Blame Eddie Eccles. The 16-year-old, who bit a policeman's leg during a year-long campaign of terror, has long been credited as the inspiration for Jack McConnell's "war on neds".

The former first minister rushed to Alva in Clackmannanshire, the home town of Eccles, when the youngster was banned by a sheriff from visiting much of central Scotland.

It was 2003 and Labour voters on the doorsteps were telling their MSPs they were sick of the kind of youth and gang disorder that Eccles personified.

Cue the Antisocial Behaviour Act of 2004, and new powers for the police and other authorities to tag under-16s and break up groups of youngsters, in gang-ridden areas like Alva, with so-called dispersal orders.

Its main target: persistent young offenders. There was just one snag: youth crime did not go down, it went up.

Yesterday, Scotland's SNP-led government signalled that at least some of Labour's "Asbo" legislation would be dismantled. Fergus Ewing, the Minister for Community Safety, said the act was "making a real difference to the quality of people's lives" but qualified this as being "in some areas". Now, he said, the time had come for a review.

Academics have long questioned whether all the measures, however well-meaning, have worked. Take dispersal orders. Ask most people in areas hit by youth unrest and they will tell you the orders are a blessing. One of the first was imposed in Sauchie, not far from Alva. Dingwall, Mid Calder, and several parts of Glasgow have seen moves under the act to prevent young people congregating.

There have been 16 dispersal orders in all, far fewer than Mr McConnell would have liked when he visited Alva after Eccles and his friends ran, by their own admission, riot.

Researchers, however, have not been impressed by dispersal orders.

Last month, Leeds University published a study into the orders, and concluded: "Dispersal orders undermine relations between police and young people. Young people in the dispersal areas believed the powers were unjustified and discriminatory.
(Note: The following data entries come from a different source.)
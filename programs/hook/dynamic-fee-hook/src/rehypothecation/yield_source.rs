// Yield Source Positions
//
// Per-currency vault address and the vault shares the hook holds there.
// shares_owned moves only through deposit / withdraw / migrate below.

use anchor_lang::prelude::*;

use crate::{
    errors::*,
    interfaces::{PoolKey, VaultRegistry, YieldVault},
};

#[derive(AnchorSerialize, AnchorDeserialize, Clone, Copy, Debug, Default, PartialEq, Eq)]
pub struct YieldSourceState {
    pub yield_source: Pubkey,  // Vault address, default = unconfigured
    pub shares_owned: u128,    // Vault shares held by the hook
}

impl YieldSourceState {
    pub fn is_configured(&self) -> bool {
        self.yield_source != Pubkey::default()
    }

    fn vault<'a>(&self, vaults: &'a dyn VaultRegistry) -> Result<&'a dyn YieldVault> {
        require!(self.is_configured(), HookError::YieldSourceNotConfigured);
        Ok(vaults
            .vault(&self.yield_source)
            .ok_or(HookError::InvalidYieldSource)?)
    }

    fn vault_mut<'a>(&self, vaults: &'a mut dyn VaultRegistry) -> Result<&'a mut dyn YieldVault> {
        require!(self.is_configured(), HookError::YieldSourceNotConfigured);
        Ok(vaults
            .vault_mut(&self.yield_source)
            .ok_or(HookError::InvalidYieldSource)?)
    }

    // Assets currently redeemable for shares_owned
    pub fn amount_available(&self, vaults: &dyn VaultRegistry) -> Result<u128> {
        let vault = self.vault(vaults)?;
        Ok(vault.convert_to_assets(self.shares_owned))
    }

    // Returns shares minted
    pub fn deposit(&mut self, vaults: &mut dyn VaultRegistry, assets: u128, hook: &Pubkey) -> Result<u128> {
        if assets == 0 {
            return Ok(0);
        }
        let minted = self.vault_mut(vaults)?.deposit(assets, hook)?;
        self.shares_owned = self
            .shares_owned
            .checked_add(minted)
            .ok_or(HookError::Overflow)?;
        Ok(minted)
    }

    // Returns shares burned
    pub fn withdraw(
        &mut self,
        vaults: &mut dyn VaultRegistry,
        assets: u128,
        receiver: &Pubkey,
        hook: &Pubkey,
    ) -> Result<u128> {
        if assets == 0 {
            return Ok(0);
        }
        let burned = self.vault_mut(vaults)?.withdraw(assets, receiver, hook)?;
        self.shares_owned = self
            .shares_owned
            .checked_sub(burned)
            .ok_or(HookError::InsufficientYieldShares)?;
        Ok(burned)
    }

    // Moves the whole position into `new_source`; returns the assets moved
    pub fn migrate(
        &mut self,
        vaults: &mut dyn VaultRegistry,
        new_source: Pubkey,
        hook: &Pubkey,
    ) -> Result<u128> {
        let mut assets = 0;
        if self.is_configured() && self.shares_owned > 0 {
            assets = self.vault_mut(vaults)?.redeem(self.shares_owned, hook, hook)?;
            self.shares_owned = 0;
        }

        self.yield_source = new_source;
        self.deposit(vaults, assets, hook)?;
        Ok(assets)
    }
}

// Positions for both currencies of the bound pool
#[derive(AnchorSerialize, AnchorDeserialize, Clone, Copy, Debug, Default, PartialEq, Eq)]
pub struct YieldSources {
    pub currency0: YieldSourceState,
    pub currency1: YieldSourceState,
}

impl YieldSources {
    pub fn both_configured(&self) -> bool {
        self.currency0.is_configured() && self.currency1.is_configured()
    }

    pub fn for_currency(&self, key: &PoolKey, currency: &Pubkey) -> Result<&YieldSourceState> {
        if *currency == key.currency0 {
            Ok(&self.currency0)
        } else if *currency == key.currency1 {
            Ok(&self.currency1)
        } else {
            err!(HookError::InvalidCurrency)
        }
    }

    pub fn for_currency_mut(&mut self, key: &PoolKey, currency: &Pubkey) -> Result<&mut YieldSourceState> {
        if *currency == key.currency0 {
            Ok(&mut self.currency0)
        } else if *currency == key.currency1 {
            Ok(&mut self.currency1)
        } else {
            err!(HookError::InvalidCurrency)
        }
    }

    pub fn amounts_available(&self, vaults: &dyn VaultRegistry) -> Result<(u128, u128)> {
        Ok((
            self.currency0.amount_available(vaults)?,
            self.currency1.amount_available(vaults)?,
        ))
    }
}
// Liquidity <-> token amount conversions over a price range
//
// Only what JIT sizing and first-deposit pricing need; swap curves stay
// with the host pool manager.

use anchor_lang::prelude::*;

use super::{
    full_math::{div_rounding_up, mul_div_u256, Rounding},
    tick_math::{q96, RESOLUTION},
    u256::U256,
};
use crate::errors::*;

fn sorted(a: U256, b: U256) -> (U256, U256) {
    if a > b {
        (b, a)
    } else {
        (a, b)
    }
}

fn to_liquidity(value: U256) -> Result<u128> {
    Ok(value.to_u128().ok_or(HookError::Overflow)?)
}

pub fn get_liquidity_for_amount0(sqrt_price_a: U256, sqrt_price_b: U256, amount0: u128) -> Result<u128> {
    let (lower, upper) = sorted(sqrt_price_a, sqrt_price_b);
    if lower == upper {
        return Ok(0);
    }
    let intermediate = mul_div_u256(lower, upper, q96(), Rounding::Down)?;
    to_liquidity(mul_div_u256(
        U256::from(amount0),
        intermediate,
        upper - lower,
        Rounding::Down,
    )?)
}

pub fn get_liquidity_for_amount1(sqrt_price_a: U256, sqrt_price_b: U256, amount1: u128) -> Result<u128> {
    let (lower, upper) = sorted(sqrt_price_a, sqrt_price_b);
    if lower == upper {
        return Ok(0);
    }
    to_liquidity(mul_div_u256(
        U256::from(amount1),
        q96(),
        upper - lower,
        Rounding::Down,
    )?)
}

// Max liquidity mintable from the given amounts at the current price
pub fn get_liquidity_for_amounts(
    sqrt_price: U256,
    sqrt_price_a: U256,
    sqrt_price_b: U256,
    amount0: u128,
    amount1: u128,
) -> Result<u128> {
    let (lower, upper) = sorted(sqrt_price_a, sqrt_price_b);

    if sqrt_price <= lower {
        get_liquidity_for_amount0(lower, upper, amount0)
    } else if sqrt_price < upper {
        let liquidity0 = get_liquidity_for_amount0(sqrt_price, upper, amount0)?;
        let liquidity1 = get_liquidity_for_amount1(lower, sqrt_price, amount1)?;
        Ok(liquidity0.min(liquidity1))
    } else {
        get_liquidity_for_amount1(lower, upper, amount1)
    }
}

pub fn get_amount0_delta(
    sqrt_price_a: U256,
    sqrt_price_b: U256,
    liquidity: u128,
    rounding: Rounding,
) -> Result<U256> {
    let (lower, upper) = sorted(sqrt_price_a, sqrt_price_b);
    require!(!lower.is_zero(), HookError::DivisionByZero);

    let numerator1 = U256::from(liquidity) << RESOLUTION;
    let numerator2 = upper - lower;

    match rounding {
        Rounding::Up => div_rounding_up(
            mul_div_u256(numerator1, numerator2, upper, Rounding::Up)?,
            lower,
        ),
        Rounding::Down => Ok(mul_div_u256(numerator1, numerator2, upper, Rounding::Down)? / lower),
    }
}

pub fn get_amount1_delta(
    sqrt_price_a: U256,
    sqrt_price_b: U256,
    liquidity: u128,
    rounding: Rounding,
) -> Result<U256> {
    let (lower, upper) = sorted(sqrt_price_a, sqrt_price_b);
    mul_div_u256(U256::from(liquidity), upper - lower, q96(), rounding)
}

// Token amounts backing `liquidity` over [a, b] at the current price
pub fn get_amounts_for_liquidity(
    sqrt_price: U256,
    sqrt_price_a: U256,
    sqrt_price_b: U256,
    liquidity: u128,
    rounding: Rounding,
) -> Result<(u128, u128)> {
    let (lower, upper) = sorted(sqrt_price_a, sqrt_price_b);

    let (amount0, amount1) = if sqrt_price <= lower {
        (get_amount0_delta(lower, upper, liquidity, rounding)?, U256::zero())
    } else if sqrt_price < upper {
        (
            get_amount0_delta(sqrt_price, upper, liquidity, rounding)?,
            get_amount1_delta(lower, sqrt_price, liquidity, rounding)?,
        )
    } else {
        (U256::zero(), get_amount1_delta(lower, upper, liquidity, rounding)?)
    };

    Ok((
        amount0.to_u128().ok_or(HookError::Overflow)?,
        amount1.to_u128().ok_or(HookError::Overflow)?,
    ))
}
//! Alert state machine vocabulary.
//!
//! ```text
//!            start(once)              utterance done
//!   Idle ─────────────────► SpeakingOnce ───────────────► Idle
//!    │ ▲
//!    │ │ stop() / worker exit
//!    │ └──────────────────────────────┐
//!    │       start(continuous)        │
//!    └─────────────────────────► SpeakingLoop
//! ```
//!
//! A background worker exists exactly while the state is `SpeakingLoop`.

use serde::{Deserialize, Serialize};

/// Current state of the alert controller.
#[derive(Debug, Clone, Copy, PartialEq, Eq, Default, Serialize, Deserialize)]
#[serde(rename_all = "camelCase")]
pub enum AlertState {
    /// Nothing is being announced.
    #[default]
    Idle,

    /// A single utterance is playing on the caller's thread.
    SpeakingOnce,

    /// The background worker is repeating the announcement.
    SpeakingLoop,
}

/// How an announcement should be delivered.
#[derive(Debug, Clone, Copy, PartialEq, Eq, Default, Serialize, Deserialize)]
#[serde(rename_all = "camelCase")]
pub enum AlertMode {
    /// One utterance, synchronously.
    #[default]
    Once,

    /// Repeat until stopped, on a background worker.
    Continuous,
}

impl AlertMode {
    #[must_use]
    pub const fn is_continuous(self) -> bool {
        matches!(self, Self::Continuous)
    }
}
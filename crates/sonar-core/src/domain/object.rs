//! What the sonar bounced off.

use serde::{Deserialize, Serialize};

use super::alert::AlertMode;

/// Classification outcome for one signal.
#[derive(Debug, Clone, Copy, PartialEq, Eq, Hash, Serialize, Deserialize)]
#[serde(rename_all = "camelCase")]
pub enum ObjectClass {
    /// Dataset label `R`.
    Rock,
    /// Dataset label `M` (metal cylinder). The dangerous outcome.
    Mine,
}

impl ObjectClass {
    /// Parse the dataset label column. Surrounding whitespace is ignored.
    pub fn from_label(label: &str) -> Option<Self> {
        match label.trim() {
            "R" | "r" => Some(Self::Rock),
            "M" | "m" => Some(Self::Mine),
            _ => None,
        }
    }

    /// The dataset label for this class.
    #[must_use]
    pub const fn label(self) -> &'static str {
        match self {
            Self::Rock => "R",
            Self::Mine => "M",
        }
    }

    /// Text shown in the result box.
    #[must_use]
    pub const fn headline(self) -> &'static str {
        match self {
            Self::Rock => "The Object is ROCK",
            Self::Mine => "WARNING! It's a MINE",
        }
    }

    /// Text handed to the speech backend.
    #[must_use]
    pub const fn announcement(self) -> &'static str {
        match self {
            Self::Rock => "The Object is rock",
            Self::Mine => "WARNING It's a Mine",
        }
    }

    /// Mines get a repeating alert, rocks are announced once.
    #[must_use]
    pub const fn alert_mode(self) -> AlertMode {
        match self {
            Self::Rock => AlertMode::Once,
            Self::Mine => AlertMode::Continuous,
        }
    }

    #[must_use]
    pub const fn is_dangerous(self) -> bool {
        matches!(self, Self::Mine)
    }
}

impl std::fmt::Display for ObjectClass {
    fn fmt(&self, f: &mut std::fmt::Formatter<'_>) -> std::fmt::Result {
        match self {
            Self::Rock => f.write_str("rock"),
            Self::Mine => f.write_str("mine"),
        }
    }
}

#[cfg(test)]
mod tests {
    use super::*;

    #[test]
    fn labels_round_trip() {
        for class in [ObjectClass::Rock, ObjectClass::Mine] {
            assert_eq!(ObjectClass::from_label(class.label()), Some(class));
        }
        assert_eq!(ObjectClass::from_label(" M "), Some(ObjectClass::Mine));
        assert_eq!(ObjectClass::from_label("X"), None);
    }

    #[test]
    fn only_mines_loop() {
        assert_eq!(ObjectClass::Rock.alert_mode(), AlertMode::Once);
        assert_eq!(ObjectClass::Mine.alert_mode(), AlertMode::Continuous);
        assert!(ObjectClass::Mine.is_dangerous());
        assert!(!ObjectClass::Rock.is_dangerous());
    }
}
They resented the fact that the powers prevented them from engaging socially with their friends simply based on their presence in a designated area."

Surely the orders offered some respite to communities under seige? Sometimes, yes. But not always for long. "In some dispersal areas, the problems returned as soon as the powers ended," said the researchers.

When the orders did work, it may have been because authorities backed them up with "diversionary activities"- good old-fashioned youth work to get young people off the streets.

Yesterday, Mr Ewing was signalling he was more interested in diversion than dispersal. He made his announcement during a visit to an early intervention project for troubled families in Edinburgh.

The minister said: "Dispersal was seen as most appropriate when used as part of wider work involving local authority services such as mediation, diversionary activity, and also parental support, such as that provided at the project I'm visiting.

"Building on the various pieces of research, the review will help us develop a fuller understanding of the different local approaches, to identify where improvements are most needed, and which solutions can best deliver for communities who for too long have suffered from antisocial behaviour.

"We're committed to promoting positive social behaviour as well as punishing and tackling the bad - but let's be clear, one must go equally with the other.

In all of this, the government's aim is to instill a culture of personal responsibility that must be at the heart of safe, strong communities."

Dispersal orders are not the only new measures in the 2004 Act that, while populist, have not been very popular. Only 11 antisocial behaviour orders - civil court orders which criminalise those who breach them - have been granted against children aged between 12 and 15.

Mr McConnell in his last months in power was scathing of councils and other bodies reluctant to reach for Asbos, endorsing the "name and shame" tactics vigorously pursued in English cities like Manchester. Such moves, however, ran against the grain of Scottish youth justice, where child offenders routinely enjoy anonymity.

Mr Ewing's review will also scrutinise new teams of community wardens being developed across the country, often to very different models.

His review was welcomed by Cosla, the body which represents councils, the authorities responsible for enacting many of the powers in the act.

Harry McGuigan, the councillor who speaks for Cosla on community safety, stressed the need to focus on "early intervention" and "prevention", two buzzwords that appear to be back in vogue. He said: "This is a useful chance to evaluate how the two spheres of government at a national and local level, along with local agencies and communities, can work together more effectively to address this pernicious issue that can blight the lives of people in our local communities."

The police said addressing antisocial behaviour was a priority and described the measures in the act as "effective tools". But Norma Graham, spokeswoman for the Association of Chief Police Officers in Scotland on antisocial behaviour, was also eager to stress that prevention was better than cure.

Ms Graham, who is deputy chief constable of Fife Constabulary, said: "While police play a pivotal role, it is only through the close engagement with, and the significant contributions made by, the Scottish Government and our key community planning partners, that we are able to secure the desired outcomes - engagement and intervention playing as strong a role as enforcement."

And Eccles? In 2005, he was praised by a sheriff for getting his life back together. His ban from Alva has been lifted.

"I'm going straight," he told reporters. "I've turned my back on all the criminal stuff and I just want to get on with my life."

All that without so much as an Asbo to his name.